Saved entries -
★ ★ ★

// Copyright (C) 2026 Fred Clausen
// Use of this source code is governed by an MIT-style
// license that can be found in the LICENSE file or at
// https://opensource.org/licenses/MIT.

use axum::http::StatusCode;
use serde_json::json;

use super::helpers::{ADMIN, AGENT, create_test_app_state, send};
use crate::AppState;

#[tokio::test]
async fn test_get_settings_returns_defaults() {
    let app_state: AppState = create_test_app_state();

    let (status, body) = send(&app_state, "GET", "/booking-settings", None, None).await;

    assert_eq!(status, StatusCode::OK);
    assert_eq!(body["working_hours_start"], 9);
    assert_eq!(body["working_hours_end"], 17);
    assert_eq!(body["slot_duration_minutes"], 60);
    assert_eq!(body["off_days"], json!([]));
}

#[tokio::test]
async fn test_post_settings_as_admin_creates_policy() {
    let app_state: AppState = create_test_app_state();

    let (status, body) = send(
        &app_state,
        "POST",
        "/booking-settings",
        Some(ADMIN),
        Some(json!({
            "working_hours_start": 10,
            "working_hours_end": 14,
            "slot_duration_minutes": 30,
            "off_days": [4]
        })),
    )
    .await;
    assert_eq!(status, StatusCode::CREATED);
    assert_eq!(body["off_days"], json!([4]));

    let (_, slots) = send(
        &app_state,
        "GET",
        "/available-slots?date=2025-11-03",
        None,
        None,
    )
    .await;
    assert_eq!(slots["total_available_slots"], 8);
    assert_eq!(slots["available_slots"][0]["time"], "10:00");
    assert_eq!(slots["available_slots"][0]["end_time"], "10:30");
}

#[tokio::test]
async fn test_put_settings_requires_admin() {
    let app_state: AppState = create_test_app_state();

    let (status, body) = send(
        &app_state,
        "PUT",
        "/booking-settings",
        Some(AGENT),
        Some(json!({"off_days": [5, 6]})),
    )
    .await;

    assert_eq!(status, StatusCode::FORBIDDEN);
    assert_eq!(body["error"], "Forbidden");
}

#[tokio::test]
async fn test_put_settings_merges() {
    let app_state: AppState = create_test_app_state();

    let (status, body) = send(
        &app_state,
        "PUT",
        "/booking-settings",
        Some(ADMIN),
        Some(json!({"working_hours_end": 12})),
    )
    .await;

    assert_eq!(status, StatusCode::OK);
    assert_eq!(body["working_hours_start"], 9);
    assert_eq!(body["working_hours_end"], 12);
}

#[tokio::test]
async fn test_calendar_endpoint() {
    let app_state: AppState = create_test_app_state();

    let (status, body) = send(
        &app_state,
        "GET",
        "/booking-calendar?year=2025&month=2",
        None,
        None,
    )
    .await;

    assert_eq!(status, StatusCode::OK);
    assert_eq!(body["days"].as_array().unwrap().len(), 28);
    assert_eq!(body["working_hours"]["start"], "09:00");
    assert_eq!(body["days"][0]["day_name"], "Saturday");
    assert_eq!(body["days"][0]["is_weekend"], true);
}
// Copyright (C) 2026 Fred Clausen
// Use of this source code is governed by an MIT-style
// license that can be found in the LICENSE file or at
// https://opensource.org/licenses/MIT.

#![allow(clippy::expect_used, clippy::unwrap_used)]

mod types;
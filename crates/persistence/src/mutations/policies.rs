// Copyright (C) 2026 Fred Clausen
// Use of this source code is governed by an MIT-style
// license that can be found in the LICENSE file or at
// https://opensource.org/licenses/MIT.

//! Booking policy mutations.
//!
//! The single-active-policy invariant is held two ways: every activation
//! deactivates the previous row and inserts the new one inside one
//! transaction, and a partial unique index rejects a second active row.

use diesel::SqliteConnection;
use diesel::prelude::*;
use reserva_domain::PolicySettings;
use tracing::info;

use crate::backend::PersistenceBackend;
use crate::diesel_schema::booking_policies;
use crate::error::PersistenceError;
use crate::mutations::now_timestamp;

fn off_days_json(settings: &PolicySettings) -> Result<String, PersistenceError> {
    Ok(serde_json::to_string(settings.off_days())?)
}

/// Atomically replaces the active policy with a new one.
///
/// # Arguments
///
/// * `conn` - The database connection
/// * `settings` - The validated policy parameters
///
/// # Returns
///
/// The ID of the newly active policy.
///
/// # Errors
///
/// Returns an error if the transaction fails; nothing is changed in that case.
pub fn activate_policy(
    conn: &mut SqliteConnection,
    settings: &PolicySettings,
) -> Result<i64, PersistenceError> {
    let off_days: String = off_days_json(settings)?;
    let now: String = now_timestamp()?;

    conn.transaction::<i64, PersistenceError, _>(|conn| {
        let deactivated: usize = diesel::update(booking_policies::table)
            .filter(booking_policies::is_active.eq(1))
            .set((
                booking_policies::is_active.eq(0),
                booking_policies::updated_at.eq(&now),
            ))
            .execute(conn)?;

        diesel::insert_into(booking_policies::table)
            .values((
                booking_policies::working_hours_start
                    .eq(i32::from(settings.working_hours_start())),
                booking_policies::working_hours_end.eq(i32::from(settings.working_hours_end())),
                booking_policies::slot_duration_minutes.eq(duration_column(settings)?),
                booking_policies::off_days.eq(&off_days),
                booking_policies::is_active.eq(1),
                booking_policies::created_at.eq(&now),
                booking_policies::updated_at.eq(&now),
            ))
            .execute(conn)?;

        let policy_id: i64 = conn.get_last_insert_rowid()?;
        info!(policy_id, deactivated, "Activated booking policy");
        Ok(policy_id)
    })
}

/// Overwrites the parameters of an existing policy in place.
///
/// # Errors
///
/// Returns `PersistenceError::NotFound` if the policy does not exist.
pub fn update_policy(
    conn: &mut SqliteConnection,
    policy_id: i64,
    settings: &PolicySettings,
) -> Result<(), PersistenceError> {
    let off_days: String = off_days_json(settings)?;
    let now: String = now_timestamp()?;

    let rows_affected: usize = diesel::update(booking_policies::table)
        .filter(booking_policies::policy_id.eq(policy_id))
        .set((
            booking_policies::working_hours_start.eq(i32::from(settings.working_hours_start())),
            booking_policies::working_hours_end.eq(i32::from(settings.working_hours_end())),
            booking_policies::slot_duration_minutes.eq(duration_column(settings)?),
            booking_policies::off_days.eq(&off_days),
            booking_policies::updated_at.eq(&now),
        ))
        .execute(conn)?;

    if rows_affected == 0 {
        return Err(PersistenceError::NotFound(format!(
            "Booking policy {policy_id}"
        )));
    }

    info!(policy_id, "Updated booking policy");
    Ok(())
}

fn duration_column(settings: &PolicySettings) -> Result<i32, PersistenceError> {
    i32::try_from(settings.slot_duration_minutes())
        .map_err(|e| PersistenceError::SerializationError(e.to_string()))
}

★ ★ ★

Your assignment -
Isolate the lines above that contain the word "Result" and copy them.

Answer area -
fn off_days_json(settings: &PolicySettings) -> Result<String, PersistenceError> {
) -> Result<i64, PersistenceError> {
) -> Result<(), PersistenceError> {
fn duration_column(settings: &PolicySettings) -> Result<i32, PersistenceError> {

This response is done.